GOAL OF THE EXERCISE »
Among the lines of the records below, count those with the word "PgCustomerRepository". Reply with that number alone.
----- DATA TO PROCESS -----
//! Redis-backed distributed cache tier.
//!
//! Values are stored as opaque JSON bytes (see [`super::codec`]) wrapped in a
//! small envelope carrying the entry's absolute deadline and sliding window.
//! Redis key TTLs alone cannot express "sliding, capped by an absolute
//! deadline", so `get` enforces the deadline from the envelope and refreshes
//! the key TTL on sliding hits.
//!
//! Unlike the in-process tier, every operation crosses the network and may
//! fail independently of key existence. Failures surface as
//! [`CacheError::Transport`] - distinct from a miss - and each command runs
//! under a bounded timeout so a stalled Redis cannot stall requests.

use std::marker::PhantomData;
use std::time::Duration;

use async_trait::async_trait;
use chrono::Utc;
use redis::{AsyncCommands, Client, aio::ConnectionManager};
use serde::de::DeserializeOwned;
use serde::{Deserialize, Serialize};
use tokio::time::timeout;
use tracing::{debug, info, warn};

use super::codec;
use super::policy::EntryPolicy;
use super::tier::{CacheError, CacheResult, CacheTier};

/// Stored alongside the value so expiration semantics survive the network.
#[derive(Serialize, Deserialize)]
struct Envelope<V> {
    value: V,
    /// Absolute deadline as unix milliseconds, if the policy has one.
    #[serde(skip_serializing_if = "Option::is_none", default)]
    deadline_ms: Option<i64>,
    /// Sliding window in milliseconds, if the policy has one.
    #[serde(skip_serializing_if = "Option::is_none", default)]
    idle_ms: Option<i64>,
}

/// Serialize-only borrow of [`Envelope`], avoids cloning the value on `set`.
#[derive(Serialize)]
struct EnvelopeRef<'a, V> {
    value: &'a V,
    #[serde(skip_serializing_if = "Option::is_none")]
    deadline_ms: Option<i64>,
    #[serde(skip_serializing_if = "Option::is_none")]
    idle_ms: Option<i64>,
}

/// True when the envelope's absolute deadline has passed.
fn is_past_deadline(deadline_ms: Option<i64>, now_ms: i64) -> bool {
    deadline_ms.is_some_and(|d| now_ms >= d)
}

/// TTL to apply on a sliding hit: the idle window, capped by whatever is
/// left of the absolute budget.
fn refresh_ttl_ms(idle_ms: i64, deadline_ms: Option<i64>, now_ms: i64) -> i64 {
    match deadline_ms {
        Some(deadline) => idle_ms.min(deadline - now_ms),
        None => idle_ms,
    }
}

/// Distributed cache tier over a shared Redis instance.
pub struct RedisTier<V> {
    conn: ConnectionManager,
    key_prefix: String,
    op_timeout: Duration,
    _marker: PhantomData<fn() -> V>,
}

impl<V> RedisTier<V> {
    /// Connects to Redis and validates the connection with a PING.
    ///
    /// # Arguments
    ///
    /// - `redis_url` - Redis connection string (e.g., `"redis://localhost:6379"`)
    /// - `op_timeout` - upper bound applied to every subsequent cache command
    ///
    /// # Errors
    ///
    /// Returns [`CacheError::Connection`] if the URL is invalid, the
    /// connection cannot be established, or the PING fails.
    pub async fn connect(redis_url: &str, op_timeout: Duration) -> CacheResult<Self> {
        info!("Connecting to Redis at {}", redis_url);

        let client = Client::open(redis_url).map_err(|e| {
            CacheError::Connection(format!("Failed to create Redis client: {}", e))
        })?;

        let manager = ConnectionManager::new(client).await.map_err(|e| {
            CacheError::Connection(format!("Failed to connect to Redis: {}", e))
        })?;

        let mut test_conn = manager.clone();
        test_conn
            .ping::<()>()
            .await
            .map_err(|e| CacheError::Connection(format!("Redis PING failed: {}", e)))?;

        info!("✓ Connected to Redis");

        Ok(Self {
            conn: manager,
            key_prefix: "cache:".to_string(),
            op_timeout,
            _marker: PhantomData,
        })
    }

    /// Constructs the full Redis key with namespace prefix.
    fn build_key(&self, key: &str) -> String {
        format!("{}{}", self.key_prefix, key)
    }

    /// Runs one Redis command under the configured timeout, folding both
    /// timeouts and command failures into [`CacheError::Transport`].
    async fn run<T>(
        &self,
        op: &str,
        key: &str,
        fut: impl Future<Output = redis::RedisResult<T>>,
    ) -> CacheResult<T> {
        match timeout(self.op_timeout, fut).await {
            Ok(Ok(value)) => Ok(value),
            Ok(Err(e)) => Err(CacheError::Transport(format!(
                "Redis {} error for {}: {}",
                op, key, e
            ))),
            Err(_) => Err(CacheError::Transport(format!(
                "Redis {} for {} timed out after {:?}",
                op, key, self.op_timeout
            ))),
        }
    }
}

#[async_trait]
impl<V> CacheTier<V> for RedisTier<V>
where
    V: Serialize + DeserializeOwned + Send + Sync + 'static,
{
    async fn get(&self, key: &str) -> CacheResult<Option<V>> {
        let full_key = self.build_key(key);
        let mut conn = self.conn.clone();

        let bytes: Option<Vec<u8>> = self
            .run("GET", key, conn.get(&full_key))
            .await?;

        let Some(bytes) = bytes else {
            debug!("redis cache MISS: {}", key);
            return Ok(None);
        };

        let envelope: Envelope<V> = codec::decode(&bytes)?;
        let now_ms = Utc::now().timestamp_millis();

        if is_past_deadline(envelope.deadline_ms, now_ms) {
            // The key outlived its absolute deadline (its TTL was last
            // refreshed by a sliding hit); drop it and report a miss.
            let mut conn = self.conn.clone();
            if let Err(e) = self.run("DEL", key, conn.del::<_, i64>(&full_key)).await {
                warn!("{}", e);
            }
            debug!("redis cache MISS (past deadline): {}", key);
            return Ok(None);
        }

        if let Some(idle_ms) = envelope.idle_ms {
            let ttl_ms = refresh_ttl_ms(idle_ms, envelope.deadline_ms, now_ms);
            if ttl_ms > 0 {
                // Sliding refresh; a failure here does not invalidate the hit.
                let mut conn = self.conn.clone();
                if let Err(e) = self
                    .run("PEXPIRE", key, conn.pexpire::<_, bool>(&full_key, ttl_ms))
                    .await
                {
                    warn!("{}", e);
                }
            }
        }

        debug!("redis cache HIT: {}", key);
        Ok(Some(envelope.value))
    }

    async fn set(&self, key: &str, value: &V, policy: &EntryPolicy) -> CacheResult<()> {
        let full_key = self.build_key(key);
        let now_ms = Utc::now().timestamp_millis();

        let envelope = EnvelopeRef {
            value,
            deadline_ms: policy
                .expiration
                .time_to_live()
                .map(|ttl| now_ms + ttl.as_millis() as i64),
            idle_ms: policy
                .expiration
                .time_to_idle()
                .map(|idle| idle.as_millis() as i64),
        };
        let bytes = codec::encode(&envelope)?;

        // Priority and weight are local-tier concerns; Redis manages its own
        // memory under its configured maxmemory policy.
        let ttl_seconds = policy.expiration.initial_ttl().as_secs().max(1);

        let mut conn = self.conn.clone();
        self.run(
            "SET",
            key,
            conn.set_ex::<_, _, ()>(&full_key, bytes, ttl_seconds),
        )
        .await?;

        debug!("redis cache SET: {} (TTL: {}s)", key, ttl_seconds);
        Ok(())
    }

    async fn delete(&self, key: &str) -> CacheResult<bool> {
        let full_key = self.build_key(key);
        let mut conn = self.conn.clone();

        let deleted: i64 = self.run("DEL", key, conn.del(&full_key)).await?;
        if deleted > 0 {
            debug!("redis cache INVALIDATE: {}", key);
        }
        Ok(deleted > 0)
    }

    async fn health_check(&self) -> bool {
        let mut conn = self.conn.clone();
        matches!(timeout(self.op_timeout, conn.ping::<()>()).await, Ok(Ok(())))
    }
}

#[cfg(test)]
mod tests {
    use super::*;

    #[test]
    fn test_is_past_deadline() {
        assert!(!is_past_deadline(None, 1_000));
        assert!(!is_past_deadline(Some(2_000), 1_999));
        assert!(is_past_deadline(Some(2_000), 2_000));
        assert!(is_past_deadline(Some(2_000), 2_001));
    }

    #[test]
    fn test_refresh_ttl_uses_idle_window() {
        assert_eq!(refresh_ttl_ms(120_000, None, 1_000), 120_000);
    }

    #[test]
    fn test_refresh_ttl_capped_by_deadline() {
        // 30s of absolute budget left, 120s window: the deadline wins.
        assert_eq!(refresh_ttl_ms(120_000, Some(40_000), 10_000), 30_000);
        // Plenty of budget left: the window wins.
        assert_eq!(refresh_ttl_ms(120_000, Some(600_000), 10_000), 120_000);
    }

    #[test]
    fn test_envelope_round_trip() {
        let envelope = EnvelopeRef {
            value: &vec!["Alice".to_string(), "Bob".to_string()],
            deadline_ms: Some(1_700_000_000_000),
            idle_ms: Some(120_000),
        };

        let bytes = codec::encode(&envelope).unwrap();
        let decoded: Envelope<Vec<String>> = codec::decode(&bytes).unwrap();

        assert_eq!(decoded.value, vec!["Alice", "Bob"]);
        assert_eq!(decoded.deadline_ms, Some(1_700_000_000_000));
        assert_eq!(decoded.idle_ms, Some(120_000));
    }

    #[test]
    fn test_envelope_without_expiration_fields() {
        // Older payloads without the optional fields still decode.
        let decoded: Envelope<String> = codec::decode(br#"{"value":"v"}"#).unwrap();

        assert_eq!(decoded.value, "v");
        assert!(decoded.deadline_ms.is_none());
        assert!(decoded.idle_ms.is_none());
    }
}
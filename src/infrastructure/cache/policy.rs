//! Cache entry expiration and eviction policies.
//!
//! Policies are a closed set of variants passed explicitly by the caller,
//! so every call site states how long its entries live.

use std::time::Duration;

/// How a cache entry expires.
#[derive(Debug, Clone, Copy, PartialEq, Eq)]
pub enum ExpirationPolicy {
    /// Entry becomes invalid at a fixed deadline after insertion,
    /// regardless of access pattern.
    Absolute { ttl: Duration },
    /// Entry expires after going unread for `idle`; every hit resets the window.
    Sliding { idle: Duration },
    /// Sliding window capped by an absolute deadline: hits extend the entry,
    /// but never past `ttl` from insertion.
    AbsoluteAndSliding { ttl: Duration, idle: Duration },
}

impl ExpirationPolicy {
    /// Absolute time-to-live component, if the policy has one.
    pub fn time_to_live(&self) -> Option<Duration> {
        match self {
            Self::Absolute { ttl } | Self::AbsoluteAndSliding { ttl, .. } => Some(*ttl),
            Self::Sliding { .. } => None,
        }
    }

    /// Sliding window component, if the policy has one.
    pub fn time_to_idle(&self) -> Option<Duration> {
        match self {
            Self::Sliding { idle } | Self::AbsoluteAndSliding { idle, .. } => Some(*idle),
            Self::Absolute { .. } => None,
        }
    }

    /// The expiry a fresh entry starts with: the shorter of the absolute
    /// deadline and the sliding window.
    pub fn initial_ttl(&self) -> Duration {
        match self {
            Self::Absolute { ttl } => *ttl,
            Self::Sliding { idle } => *idle,
            Self::AbsoluteAndSliding { ttl, idle } => (*ttl).min(*idle),
        }
    }
}

/// Hint for which entries to evict first under memory pressure.
///
/// Only the in-process tier honors priority, and only as a best-effort
/// ordering, never a hard promise.
#[derive(Debug, Clone, Copy, PartialEq, Eq, Default)]
pub enum CachePriority {
    Low,
    #[default]
    Normal,
    High,
    NeverRemove,
}

/// Full per-entry policy: expiration plus the local-tier-only priority
/// and size-weight fields.
#[derive(Debug, Clone, Copy, PartialEq, Eq)]
pub struct EntryPolicy {
    pub expiration: ExpirationPolicy,
    pub priority: CachePriority,
    /// Size weight used for capacity accounting on the in-process tier.
    pub weight: u32,
}

impl EntryPolicy {
    /// Creates a policy with `Normal` priority and a weight of 1.
    pub fn new(expiration: ExpirationPolicy) -> Self {
        Self {
            expiration,
            priority: CachePriority::Normal,
            weight: 1,
        }
    }

    pub fn with_priority(mut self, priority: CachePriority) -> Self {
        self.priority = priority;
        self
    }

    pub fn with_weight(mut self, weight: u32) -> Self {
        self.weight = weight;
        self
    }

    /// Weight reported to the in-process tier's capacity accounting.
    ///
    /// Lower-priority entries report a larger weight so they are the first
    /// to go under capacity pressure; `NeverRemove` entries report zero and
    /// never contribute to capacity at all.
    pub fn effective_weight(&self) -> u32 {
        match self.priority {
            CachePriority::Low => self.weight.saturating_mul(4),
            CachePriority::Normal => self.weight.saturating_mul(2),
            CachePriority::High => self.weight,
            CachePriority::NeverRemove => 0,
        }
    }
}
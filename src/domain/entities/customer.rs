//! Customer entity backed by the relational customer table.

use chrono::{DateTime, Utc};
use serde::{Deserialize, Serialize};

/// A customer record.
///
/// Opaque to the caching core: tiers and the orchestrator pass it through
/// load/encode/decode without inspecting its fields. `Serialize`/`Deserialize`
/// exist so the byte-oriented tier can round-trip it.
#[derive(Debug, Clone, PartialEq, Eq, Serialize, Deserialize)]
pub struct Customer {
    pub id: i64,
    pub name: String,
    pub email: String,
    pub created_at: DateTime<Utc>,
}

impl Customer {
    /// Creates a new Customer instance.
    pub fn new(id: i64, name: String, email: String, created_at: DateTime<Utc>) -> Self {
        Self {
            id,
            name,
            email,
            created_at,
        }
    }
}

#[cfg(test)]
mod tests {
    use super::*;
    use chrono::TimeZone;

    #[test]
    fn test_customer_creation() {
        let now = Utc::now();
        let customer = Customer::new(
            1,
            "Alice".to_string(),
            "alice@example.com".to_string(),
            now,
        );

        assert_eq!(customer.id, 1);
        assert_eq!(customer.name, "Alice");
        assert_eq!(customer.email, "alice@example.com");
        assert_eq!(customer.created_at, now);
    }

    #[test]
    fn test_customer_serde_round_trip() {
        let customer = Customer::new(
            7,
            "Bob".to_string(),
            "bob@example.com".to_string(),
            Utc.with_ymd_and_hms(2024, 3, 1, 12, 0, 0).unwrap(),
        );

        let json = serde_json::to_string(&customer).unwrap();
        let decoded: Customer = serde_json::from_str(&json).unwrap();

        assert_eq!(decoded, customer);
    }
}
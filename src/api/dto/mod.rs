//! Data Transfer Objects for request/response serialization.

pub mod cache_entry;
pub mod customer;
pub mod health;
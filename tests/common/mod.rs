#![allow(dead_code)]

use std::sync::Arc;
use std::sync::atomic::{AtomicBool, AtomicUsize, Ordering};
use std::time::Duration;

use async_trait::async_trait;
use chrono::Utc;
use customer_cache::prelude::*;
use serde_json::json;

/// In-memory stand-in for the PostgreSQL repository so handler tests run
/// without a database. Counts loads so tests can assert how often the
/// cache-aside flow fell through to the backing store.
pub struct StubCustomerRepository {
    customers: Vec<Customer>,
    calls: AtomicUsize,
    fail: AtomicBool,
}

impl StubCustomerRepository {
    pub fn new(customers: Vec<Customer>) -> Self {
        Self {
            customers,
            calls: AtomicUsize::new(0),
            fail: AtomicBool::new(false),
        }
    }

    pub fn load_count(&self) -> usize {
        self.calls.load(Ordering::SeqCst)
    }

    pub fn set_failing(&self, failing: bool) {
        self.fail.store(failing, Ordering::SeqCst);
    }
}

#[async_trait]
impl CustomerRepository for StubCustomerRepository {
    async fn find_all(&self) -> Result<Vec<Customer>, AppError> {
        self.calls.fetch_add(1, Ordering::SeqCst);
        if self.fail.load(Ordering::SeqCst) {
            return Err(AppError::internal("Database error", json!({})));
        }
        Ok(self.customers.clone())
    }

    async fn count(&self) -> Result<i64, AppError> {
        if self.fail.load(Ordering::SeqCst) {
            return Err(AppError::internal("Database error", json!({})));
        }
        Ok(self.customers.len() as i64)
    }
}

/// A tier whose every operation fails with a transport error, simulating an
/// unreachable Redis.
pub struct FailingTier;

#[async_trait]
impl CacheTier<Vec<Customer>> for FailingTier {
    async fn get(&self, _key: &str) -> Result<Option<Vec<Customer>>, CacheError> {
        Err(CacheError::Transport("connection refused".to_string()))
    }

    async fn set(
        &self,
        _key: &str,
        _value: &Vec<Customer>,
        _policy: &EntryPolicy,
    ) -> Result<(), CacheError> {
        Err(CacheError::Transport("connection refused".to_string()))
    }

    async fn delete(&self, _key: &str) -> Result<bool, CacheError> {
        Err(CacheError::Transport("connection refused".to_string()))
    }

    async fn health_check(&self) -> bool {
        false
    }
}

pub fn sample_customers() -> Vec<Customer> {
    vec![
        Customer::new(
            1,
            "Alice".to_string(),
            "alice@example.com".to_string(),
            Utc::now(),
        ),
        Customer::new(
            2,
            "Bob".to_string(),
            "bob@example.com".to_string(),
            Utc::now(),
        ),
    ]
}

pub fn test_policies() -> CachePolicies {
    let policy = EntryPolicy::new(ExpirationPolicy::AbsoluteAndSliding {
        ttl: Duration::from_secs(300),
        idle: Duration::from_secs(120),
    })
    .with_priority(CachePriority::High)
    .with_weight(1024);

    CachePolicies {
        memory: policy,
        redis: policy,
        kv: policy,
    }
}

/// State with working in-process tiers on both cache endpoints.
pub fn create_test_state(repository: Arc<StubCustomerRepository>) -> AppState {
    AppState::new(
        Arc::new(CustomerService::new(repository)),
        Arc::new(MemoryTier::new(1_048_576)),
        Arc::new(MemoryTier::new(1_048_576)),
        Arc::new(MemoryTier::new(1_048_576)),
        test_policies(),
    )
}

/// State whose distributed tier is unreachable.
pub fn create_degraded_state(repository: Arc<StubCustomerRepository>) -> AppState {
    AppState::new(
        Arc::new(CustomerService::new(repository)),
        Arc::new(MemoryTier::new(1_048_576)),
        Arc::new(FailingTier),
        Arc::new(MemoryTier::new(1_048_576)),
        test_policies(),
    )
}
//! HTTP server initialization and runtime setup.
//!
//! Handles database connections, cache tier construction, and Axum server
//! lifecycle. Every cache tier is built here and injected through
//! [`AppState`]; nothing cache-related is ambient or global.

use crate::application::services::CustomerService;
use crate::config::Config;
use crate::domain::entities::Customer;
use crate::infrastructure::cache::{CacheTier, MemoryTier, NullTier, RedisTier};
use crate::infrastructure::persistence::PgCustomerRepository;
use crate::routes::app_router;
use crate::state::{AppState, CachePolicies};

use anyhow::{Context, Result};
use axum::ServiceExt;
use axum::extract::Request;
use sqlx::postgres::PgPoolOptions;
use std::net::SocketAddr;
use std::sync::Arc;
use std::time::Duration;

/// Runs the HTTP server with the given configuration.
///
/// Initializes:
/// - PostgreSQL connection pool
/// - Schema migrations
/// - Redis tier (or NullTier fallback)
/// - In-process memory tiers
/// - Axum HTTP server
///
/// # Errors
///
/// Returns an error if:
/// - Database connection or migration fails
/// - Server bind fails
/// - Server runtime error occurs
pub async fn run(config: Config) -> Result<()> {
    let pool = PgPoolOptions::new()
        .max_connections(config.db_max_connections)
        .acquire_timeout(Duration::from_secs(config.db_connect_timeout))
        .idle_timeout(Duration::from_secs(config.db_idle_timeout))
        .max_lifetime(Duration::from_secs(config.db_max_lifetime))
        .connect(&config.database_url)
        .await
        .context("Failed to connect to database")?;
    tracing::info!("Connected to database");

    sqlx::migrate!("./migrations")
        .run(&pool)
        .await
        .context("Failed to migrate")?;

    let redis_tier: Arc<dyn CacheTier<Vec<Customer>>> = if let Some(redis_url) = &config.redis_url
    {
        let op_timeout = Duration::from_millis(config.redis_op_timeout_ms);
        match RedisTier::connect(redis_url, op_timeout).await {
            Ok(tier) => {
                tracing::info!("Distributed cache enabled (Redis)");
                Arc::new(tier)
            }
            Err(e) => {
                tracing::warn!("Failed to connect to Redis: {}. Using NullTier.", e);
                Arc::new(NullTier::new())
            }
        }
    } else {
        tracing::info!("Distributed cache disabled (NullTier)");
        Arc::new(NullTier::new())
    };

    let memory_tier = Arc::new(MemoryTier::new(config.memory_max_capacity));
    let kv_tier = Arc::new(MemoryTier::new(config.memory_max_capacity));

    let repository = Arc::new(PgCustomerRepository::new(Arc::new(pool)));
    let customer_service = Arc::new(CustomerService::new(repository));

    let state = AppState::new(
        customer_service,
        memory_tier,
        redis_tier,
        kv_tier,
        CachePolicies::from_config(&config),
    );

    let app = app_router(state);

    let addr: SocketAddr = config.listen_addr.parse()?;
    let listener = tokio::net::TcpListener::bind(addr).await?;
    tracing::info!("Listening on http://{addr}");

    axum::serve(listener, ServiceExt::<Request>::into_make_service(app)).await?;

    Ok(())
}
-----
SOLUTION TO THIS EXERCISE »
2